======== Extracted data ========
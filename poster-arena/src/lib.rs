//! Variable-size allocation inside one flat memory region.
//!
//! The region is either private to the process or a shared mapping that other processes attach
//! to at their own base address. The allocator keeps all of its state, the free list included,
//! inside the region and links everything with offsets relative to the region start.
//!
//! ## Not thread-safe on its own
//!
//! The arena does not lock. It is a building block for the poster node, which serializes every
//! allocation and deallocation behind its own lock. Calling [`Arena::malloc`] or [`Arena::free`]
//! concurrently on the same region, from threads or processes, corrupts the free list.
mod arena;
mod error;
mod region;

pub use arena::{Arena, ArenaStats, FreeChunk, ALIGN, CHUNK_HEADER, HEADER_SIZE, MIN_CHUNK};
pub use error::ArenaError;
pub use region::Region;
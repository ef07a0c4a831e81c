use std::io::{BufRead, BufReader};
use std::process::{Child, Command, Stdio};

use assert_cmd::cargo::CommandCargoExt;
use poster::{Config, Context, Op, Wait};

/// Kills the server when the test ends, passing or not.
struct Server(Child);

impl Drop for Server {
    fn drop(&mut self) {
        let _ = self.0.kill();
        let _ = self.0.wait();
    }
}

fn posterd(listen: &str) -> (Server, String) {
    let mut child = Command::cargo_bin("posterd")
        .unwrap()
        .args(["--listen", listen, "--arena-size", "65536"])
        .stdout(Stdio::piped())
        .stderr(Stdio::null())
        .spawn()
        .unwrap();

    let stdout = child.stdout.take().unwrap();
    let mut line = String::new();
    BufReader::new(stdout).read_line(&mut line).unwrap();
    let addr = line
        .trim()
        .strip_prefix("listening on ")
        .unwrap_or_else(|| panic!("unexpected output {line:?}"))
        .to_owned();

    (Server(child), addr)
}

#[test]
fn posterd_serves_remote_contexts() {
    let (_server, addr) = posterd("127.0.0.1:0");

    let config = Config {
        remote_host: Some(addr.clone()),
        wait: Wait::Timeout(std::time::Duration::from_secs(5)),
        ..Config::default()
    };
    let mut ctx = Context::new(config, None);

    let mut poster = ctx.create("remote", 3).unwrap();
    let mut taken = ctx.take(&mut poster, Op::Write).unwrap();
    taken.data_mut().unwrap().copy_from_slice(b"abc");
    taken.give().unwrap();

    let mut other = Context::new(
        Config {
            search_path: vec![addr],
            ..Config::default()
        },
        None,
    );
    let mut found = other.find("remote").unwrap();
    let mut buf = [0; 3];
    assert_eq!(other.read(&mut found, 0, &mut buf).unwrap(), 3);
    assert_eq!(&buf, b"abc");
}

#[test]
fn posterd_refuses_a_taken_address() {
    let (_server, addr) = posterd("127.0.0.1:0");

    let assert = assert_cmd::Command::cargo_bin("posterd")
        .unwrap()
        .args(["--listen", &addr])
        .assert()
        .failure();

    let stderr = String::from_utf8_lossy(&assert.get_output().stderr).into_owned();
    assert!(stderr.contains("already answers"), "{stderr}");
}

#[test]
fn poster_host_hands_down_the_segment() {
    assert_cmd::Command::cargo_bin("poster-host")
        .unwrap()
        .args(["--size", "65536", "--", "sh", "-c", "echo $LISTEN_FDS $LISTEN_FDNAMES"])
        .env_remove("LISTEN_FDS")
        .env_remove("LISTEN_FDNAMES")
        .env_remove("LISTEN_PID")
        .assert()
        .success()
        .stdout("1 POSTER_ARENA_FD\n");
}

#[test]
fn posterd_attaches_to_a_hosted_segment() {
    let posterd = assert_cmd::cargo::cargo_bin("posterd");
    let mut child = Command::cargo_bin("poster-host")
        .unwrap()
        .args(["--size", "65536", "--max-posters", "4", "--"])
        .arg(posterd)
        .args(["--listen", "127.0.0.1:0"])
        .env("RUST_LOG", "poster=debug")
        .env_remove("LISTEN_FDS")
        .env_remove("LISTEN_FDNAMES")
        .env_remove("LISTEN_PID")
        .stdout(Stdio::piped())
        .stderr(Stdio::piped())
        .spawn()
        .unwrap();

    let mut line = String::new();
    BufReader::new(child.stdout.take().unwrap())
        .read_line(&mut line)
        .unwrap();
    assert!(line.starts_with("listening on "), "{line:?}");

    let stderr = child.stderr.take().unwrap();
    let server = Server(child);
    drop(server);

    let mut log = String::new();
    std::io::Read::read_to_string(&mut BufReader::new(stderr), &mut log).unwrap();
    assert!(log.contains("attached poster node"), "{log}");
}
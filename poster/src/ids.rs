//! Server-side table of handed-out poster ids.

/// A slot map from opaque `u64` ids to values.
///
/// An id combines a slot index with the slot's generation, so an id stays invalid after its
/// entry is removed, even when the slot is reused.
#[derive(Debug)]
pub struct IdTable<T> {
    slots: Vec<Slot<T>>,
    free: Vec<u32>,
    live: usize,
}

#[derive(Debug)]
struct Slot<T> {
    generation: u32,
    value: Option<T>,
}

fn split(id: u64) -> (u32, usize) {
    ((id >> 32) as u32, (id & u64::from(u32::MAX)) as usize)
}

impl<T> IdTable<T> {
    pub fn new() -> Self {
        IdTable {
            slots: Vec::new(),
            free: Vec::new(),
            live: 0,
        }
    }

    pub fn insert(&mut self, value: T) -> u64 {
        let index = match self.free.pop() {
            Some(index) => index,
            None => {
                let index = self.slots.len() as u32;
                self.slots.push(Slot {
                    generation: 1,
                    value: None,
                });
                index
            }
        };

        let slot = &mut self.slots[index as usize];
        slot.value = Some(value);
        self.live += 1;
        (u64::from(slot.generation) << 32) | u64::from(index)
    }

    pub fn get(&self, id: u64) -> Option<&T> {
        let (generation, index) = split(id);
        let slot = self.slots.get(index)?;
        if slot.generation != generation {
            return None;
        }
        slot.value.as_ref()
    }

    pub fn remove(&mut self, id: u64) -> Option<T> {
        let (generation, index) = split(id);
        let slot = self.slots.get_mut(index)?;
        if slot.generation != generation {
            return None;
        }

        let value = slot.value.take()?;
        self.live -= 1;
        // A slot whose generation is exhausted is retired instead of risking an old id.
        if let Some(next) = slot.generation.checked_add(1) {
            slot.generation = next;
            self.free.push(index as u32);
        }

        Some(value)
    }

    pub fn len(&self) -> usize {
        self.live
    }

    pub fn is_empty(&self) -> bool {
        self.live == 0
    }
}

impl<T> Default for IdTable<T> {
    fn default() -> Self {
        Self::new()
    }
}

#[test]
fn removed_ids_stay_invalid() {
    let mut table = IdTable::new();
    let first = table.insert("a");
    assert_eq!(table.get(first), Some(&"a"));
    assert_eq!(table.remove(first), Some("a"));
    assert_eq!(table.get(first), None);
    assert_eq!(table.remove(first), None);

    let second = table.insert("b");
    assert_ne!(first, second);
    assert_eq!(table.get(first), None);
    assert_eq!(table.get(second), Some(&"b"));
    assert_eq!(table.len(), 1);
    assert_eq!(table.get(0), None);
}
========
### Aim of the task
What should come out is the exact run of lines from the one holding "self.live -= 1;" through the end of the records above, and nothing besides.

### Written solution
        self.live -= 1;
        // A slot whose generation is exhausted is retired instead of risking an old id.
        if let Some(next) = slot.generation.checked_add(1) {
            slot.generation = next;
            self.free.push(index as u32);
        }

        Some(value)
    }

    pub fn len(&self) -> usize {
        self.live
    }

    pub fn is_empty(&self) -> bool {
        self.live == 0
    }
}

impl<T> Default for IdTable<T> {
    fn default() -> Self {
        Self::new()
    }
}

#[test]
fn removed_ids_stay_invalid() {
    let mut table = IdTable::new();
    let first = table.insert("a");
    assert_eq!(table.get(first), Some(&"a"));
    assert_eq!(table.remove(first), Some("a"));
    assert_eq!(table.get(first), None);
    assert_eq!(table.remove(first), None);

    let second = table.insert("b");
    assert_ne!(first, second);
    assert_eq!(table.get(first), None);
    assert_eq!(table.get(second), Some(&"b"));
    assert_eq!(table.len(), 1);
    assert_eq!(table.get(0), None);
}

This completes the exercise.